Department of Physiology, Yonsei University Wonju College of Medicine, Wonju, Korea.
Clin Mol Hepatol. 2018 Sep;24(3):339-344. doi: 10.3350/cmh.2017.0009. Epub 2017 Sep 1.
Fanconi syndrome is a dysfunction of the proximal renal tubules that results in impaired reabsorption and increased urinary loss of phosphate and other solutes. The pathophysiology of drug-induced Fanconi syndrome is unclear. Here we report the case of a 36-year-old woman who presented with pain in multiple bones and proteinuria. She had a 7-year history of taking adefovir at 10 mg/day for chronic hepatitis B. Three years previously she had received surgery for a nontraumatic right femur neck fracture, after which she continued to complain of pain in multiple bones, and proteinuria, glycosuria, and phosphaturia were noted. The findings of a light-microscope examination of a renal biopsy sample were normal, but mitochondrial damage of the proximal tubules was evident in electron microscopy. Western blot analysis revealed that the level of serum fibroblast growth factor 23 (FGF23) was lower than in normal controls. After 2 months of treatment, hypophosphatemia and proximal tubular dysfunction were reversed, and serum FGF23 had normalized. This case suggests that direct mitochondrial damage in proximal tubules can cause drug-induced Fanconi syndrome associated with osteomalacia.

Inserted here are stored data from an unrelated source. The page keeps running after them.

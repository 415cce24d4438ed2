//! Game Events
//!
//! The closed event vocabulary of the simulation plus the FIFO queue
//! the bus drains each tick. Events are immutable records; systems
//! react to them, they never carry behavior.

use std::collections::VecDeque;

use serde::{Deserialize, Serialize};

use crate::core::vec2::Vec2;
use crate::ecs::component::PowerUpKind;
use crate::ecs::entity::EntityId;
use crate::game::mode::GameResults;

/// Everything that can happen in the simulation.
#[derive(Clone, Debug, PartialEq, Serialize, Deserialize)]
pub enum GameEvent {
    // -- input-driven ---------------------------------------------------------
    /// Start moving an entity left or right.
    Move {
        /// The moving entity.
        entity: EntityId,
        /// Direction of travel.
        to_left: bool,
    },
    /// Stop horizontal movement.
    StopMoving {
        /// The stopping entity.
        entity: EntityId,
    },
    /// Jump with the given impulse.
    Jump {
        /// The jumping entity.
        entity: EntityId,
        /// Impulse to apply.
        impulse: Vec2,
    },
    /// Fire a grapple hook.
    UseGrappleHook {
        /// The firing player.
        player: EntityId,
        /// Fire direction.
        is_left: bool,
    },
    /// Teleport an entity (remote sync).
    Teleport {
        /// The teleported entity.
        entity: EntityId,
        /// Destination position.
        destination: Vec2,
    },

    // -- grapple-hook state machine -------------------------------------------
    /// Advance a hook one shooting step.
    ShootHook {
        /// The hook entity.
        hook: EntityId,
    },
    /// Advance a hook one retracting step.
    RetractHook {
        /// The hook entity.
        hook: EntityId,
    },
    /// Advance a hook one swinging step.
    SwingHook {
        /// The hook entity.
        hook: EntityId,
    },
    /// Release a hook and tear it down.
    ReleaseHook {
        /// The hook entity.
        hook: EntityId,
    },

    // -- contacts -------------------------------------------------------------
    /// Player touched a monster.
    PlayerMonsterContact {
        /// The player.
        player: EntityId,
        /// The monster.
        monster: EntityId,
        /// Reported contact point.
        contact_point: Vec2,
    },
    /// Player touched an obstacle.
    PlayerObstacleContact {
        /// The player.
        player: EntityId,
        /// Reported contact point.
        contact_point: Vec2,
    },
    /// Player touched the floor.
    PlayerFloorContact {
        /// The player.
        player: EntityId,
        /// Reported contact point.
        contact_point: Vec2,
    },
    /// Player touched a power-up box.
    PlayerPowerUpBoxContact {
        /// The player.
        player: EntityId,
        /// The box.
        power_up_box: EntityId,
    },
    /// Player was hit by a homing missile.
    PlayerMissileContact {
        /// The player.
        player: EntityId,
        /// The missile.
        missile: EntityId,
    },
    /// Monster ran into an obstacle.
    MonsterObstacleContact {
        /// The monster.
        monster: EntityId,
        /// Reported contact point.
        contact_point: Vec2,
    },
    /// Monster ran into a wall.
    MonsterWallContact {
        /// The monster.
        monster: EntityId,
        /// Reported contact point.
        contact_point: Vec2,
    },
    /// A grapple hook anchored on obstacle/floor/wall geometry.
    HookObstacleContact {
        /// The hook entity.
        hook: EntityId,
        /// Reported contact point.
        contact_point: Vec2,
    },
    /// A homing missile hit the floor.
    MissileFloorContact {
        /// The missile.
        missile: EntityId,
    },
    /// Player picked up a collectible.
    PickupCollectible {
        /// The picking player.
        player: EntityId,
        /// The collectible.
        collectible: EntityId,
    },
    /// Player stopped overlapping a collectible (contact end).
    CollectibleExit {
        /// The player.
        player: EntityId,
        /// The collectible.
        collectible: EntityId,
    },

    // -- combat ---------------------------------------------------------------
    /// A monster damaged a player.
    MonsterAttackPlayer {
        /// The attacking monster.
        monster: EntityId,
        /// The attacked player.
        player: EntityId,
    },
    /// A player stomped a monster.
    PlayerAttackMonster {
        /// The attacking player.
        player: EntityId,
        /// The attacked monster.
        monster: EntityId,
    },
    /// Turn a monster around.
    MonsterMovementReversal {
        /// The monster.
        monster: EntityId,
        /// New direction of travel.
        is_left: bool,
    },
    /// A player's health reached zero.
    PlayerDeath {
        /// The dead player.
        player: EntityId,
    },
    /// A monster's health reached zero.
    MonsterDeath {
        /// The dead monster.
        monster: EntityId,
    },

    // -- lifecycle ------------------------------------------------------------
    /// Remove an entity and all its components.
    Remove {
        /// The entity to remove.
        entity: EntityId,
    },
    /// A power-up was granted to a player.
    PowerUpGranted {
        /// The receiving player.
        player: EntityId,
        /// Which power-up.
        kind: PowerUpKind,
    },
    /// A player crossed the finish line.
    PlayerReachedFinish {
        /// The finishing player.
        player: EntityId,
    },
    /// The mode ended the game; carries the results payload.
    GameFinished {
        /// Final results.
        results: GameResults,
    },
}

/// Fieldless mirror of [`GameEvent`], used for listener registration.
#[derive(Clone, Copy, Debug, PartialEq, Eq, Hash)]
pub enum EventKind {
    /// See [`GameEvent::Move`].
    Move,
    /// See [`GameEvent::StopMoving`].
    StopMoving,
    /// See [`GameEvent::Jump`].
    Jump,
    /// See [`GameEvent::UseGrappleHook`].
    UseGrappleHook,
    /// See [`GameEvent::Teleport`].
    Teleport,
    /// See [`GameEvent::ShootHook`].
    ShootHook,
    /// See [`GameEvent::RetractHook`].
    RetractHook,
    /// See [`GameEvent::SwingHook`].
    SwingHook,
    /// See [`GameEvent::ReleaseHook`].
    ReleaseHook,
    /// See [`GameEvent::PlayerMonsterContact`].
    PlayerMonsterContact,
    /// See [`GameEvent::PlayerObstacleContact`].
    PlayerObstacleContact,
    /// See [`GameEvent::PlayerFloorContact`].
    PlayerFloorContact,
    /// See [`GameEvent::PlayerPowerUpBoxContact`].
    PlayerPowerUpBoxContact,
    /// See [`GameEvent::PlayerMissileContact`].
    PlayerMissileContact,
    /// See [`GameEvent::MonsterObstacleContact`].
    MonsterObstacleContact,
    /// See [`GameEvent::MonsterWallContact`].
    MonsterWallContact,
    /// See [`GameEvent::HookObstacleContact`].
    HookObstacleContact,
    /// See [`GameEvent::MissileFloorContact`].
    MissileFloorContact,
    /// See [`GameEvent::PickupCollectible`].
    PickupCollectible,
    /// See [`GameEvent::CollectibleExit`].
    CollectibleExit,
    /// See [`GameEvent::MonsterAttackPlayer`].
    MonsterAttackPlayer,
    /// See [`GameEvent::PlayerAttackMonster`].
    PlayerAttackMonster,
    /// See [`GameEvent::MonsterMovementReversal`].
    MonsterMovementReversal,
    /// See [`GameEvent::PlayerDeath`].
    PlayerDeath,
    /// See [`GameEvent::MonsterDeath`].
    MonsterDeath,
    /// See [`GameEvent::Remove`].
    Remove,
    /// See [`GameEvent::PowerUpGranted`].
    PowerUpGranted,
    /// See [`GameEvent::PlayerReachedFinish`].
    PlayerReachedFinish,
    /// See [`GameEvent::GameFinished`].
    GameFinished,
}

impl GameEvent {
    /// The registration kind of this event.
    pub fn kind(&self) -> EventKind {
        match self {
            GameEvent::Move { .. } => EventKind::Move,
            GameEvent::StopMoving { .. } => EventKind::StopMoving,
            GameEvent::Jump { .. } => EventKind::Jump,
            GameEvent::UseGrappleHook { .. } => EventKind::UseGrappleHook,
            GameEvent::Teleport { .. } => EventKind::Teleport,
            GameEvent::ShootHook { .. } => EventKind::ShootHook,
            GameEvent::RetractHook { .. } => EventKind::RetractHook,
            GameEvent::SwingHook { .. } => EventKind::SwingHook,
            GameEvent::ReleaseHook { .. } => EventKind::ReleaseHook,
            GameEvent::PlayerMonsterContact { .. } => EventKind::PlayerMonsterContact,
            GameEvent::PlayerObstacleContact { .. } => EventKind::PlayerObstacleContact,
            GameEvent::PlayerFloorContact { .. } => EventKind::PlayerFloorContact,
            GameEvent::PlayerPowerUpBoxContact { .. } => EventKind::PlayerPowerUpBoxContact,
            GameEvent::PlayerMissileContact { .. } => EventKind::PlayerMissileContact,
            GameEvent::MonsterObstacleContact { .. } => EventKind::MonsterObstacleContact,
            GameEvent::MonsterWallContact { .. } => EventKind::MonsterWallContact,
            GameEvent::HookObstacleContact { .. } => EventKind::HookObstacleContact,
            GameEvent::MissileFloorContact { .. } => EventKind::MissileFloorContact,
            GameEvent::PickupCollectible { .. } => EventKind::PickupCollectible,
            GameEvent::CollectibleExit { .. } => EventKind::CollectibleExit,
            GameEvent::MonsterAttackPlayer { .. } => EventKind::MonsterAttackPlayer,
            GameEvent::PlayerAttackMonster { .. } => EventKind::PlayerAttackMonster,
            GameEvent::MonsterMovementReversal { .. } => EventKind::MonsterMovementReversal,
            GameEvent::PlayerDeath { .. } => EventKind::PlayerDeath,
            GameEvent::MonsterDeath { .. } => EventKind::MonsterDeath,
            GameEvent::Remove { .. } => EventKind::Remove,
            GameEvent::PowerUpGranted { .. } => EventKind::PowerUpGranted,
            GameEvent::PlayerReachedFinish { .. } => EventKind::PlayerReachedFinish,
            GameEvent::GameFinished { .. } => EventKind::GameFinished,
        }
    }
}

/// FIFO mailbox of pending events.
///
/// Any system may push during a tick; the bus alone drains it at the
/// flush point, in insertion order.
#[derive(Debug, Default)]
pub struct EventQueue {
    queue: VecDeque<GameEvent>,
}

impl EventQueue {
    /// Create an empty queue.
    pub fn new() -> Self {
        Self::default()
    }

    /// Enqueue an event.
    pub fn push(&mut self, event: GameEvent) {
        self.queue.push_back(event);
    }

    /// Dequeue the oldest pending event.
    pub fn pop(&mut self) -> Option<GameEvent> {
        self.queue.pop_front()
    }

    /// Number of pending events.
    pub fn len(&self) -> usize {
        self.queue.len()
    }

    /// Whether no events are pending.
    pub fn is_empty(&self) -> bool {
        self.queue.is_empty()
    }
}

#[cfg(test)]
mod tests {
    use super::*;

    #[test]
    fn test_queue_preserves_insertion_order() {
        let mut queue = EventQueue::new();
        let a = EntityId::new();
        let b = EntityId::new();

        queue.push(GameEvent::PlayerDeath { player: a });
        queue.push(GameEvent::MonsterDeath { monster: b });
        queue.push(GameEvent::StopMoving { entity: a });

        assert_eq!(queue.len(), 3);
        assert_eq!(queue.pop(), Some(GameEvent::PlayerDeath { player: a }));
        assert_eq!(queue.pop(), Some(GameEvent::MonsterDeath { monster: b }));
        assert_eq!(queue.pop(), Some(GameEvent::StopMoving { entity: a }));
        assert!(queue.pop().is_none());
    }

    #[test]
    fn test_event_kind_mapping() {
        let entity = EntityId::new();
        assert_eq!(
            GameEvent::Move { entity, to_left: true }.kind(),
            EventKind::Move
        );
        assert_eq!(
            GameEvent::ReleaseHook { hook: entity }.kind(),
            EventKind::ReleaseHook
        );
        assert_eq!(
            GameEvent::PowerUpGranted {
                player: entity,
                kind: PowerUpKind::SpeedBoost,
            }
            .kind(),
            EventKind::PowerUpGranted
        );
    }

    #[test]
    fn test_events_serialize_round_trip() {
        let event = GameEvent::PickupCollectible {
            player: EntityId::new(),
            collectible: EntityId::new(),
        };
        let json = serde_json::to_string(&event).unwrap();
        let back: GameEvent = serde_json::from_str(&json).unwrap();
        assert_eq!(event, back);
    }
}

范可尼综合征是近端肾小管功能障碍,导致磷酸盐和其他溶质重吸收减少和尿丢失增加。药物诱导的范可尼综合征的病理生理学尚不清楚。我们在此报告 1 例 36 岁女性,因多发性骨痛和蛋白尿就诊。她患有慢性乙型肝炎,7 年前每天服用阿德福韦酯 10 mg。3 年前,她因非外伤性右股骨颈骨折接受了手术,此后她继续抱怨多处骨痛,并出现蛋白尿、糖尿和磷酸盐尿。肾活检样本的光镜检查结果正常,但电镜下可见近端肾小管的线粒体损伤。Western blot 分析显示血清成纤维细胞生长因子 23(FGF23)水平低于正常对照。经过 2 个月的治疗,低磷血症和近端肾小管功能障碍得到逆转,血清 FGF23 恢复正常。本病例提示直接的近端肾小管线粒体损伤可引起与骨软化症相关的药物诱导的范可尼综合征。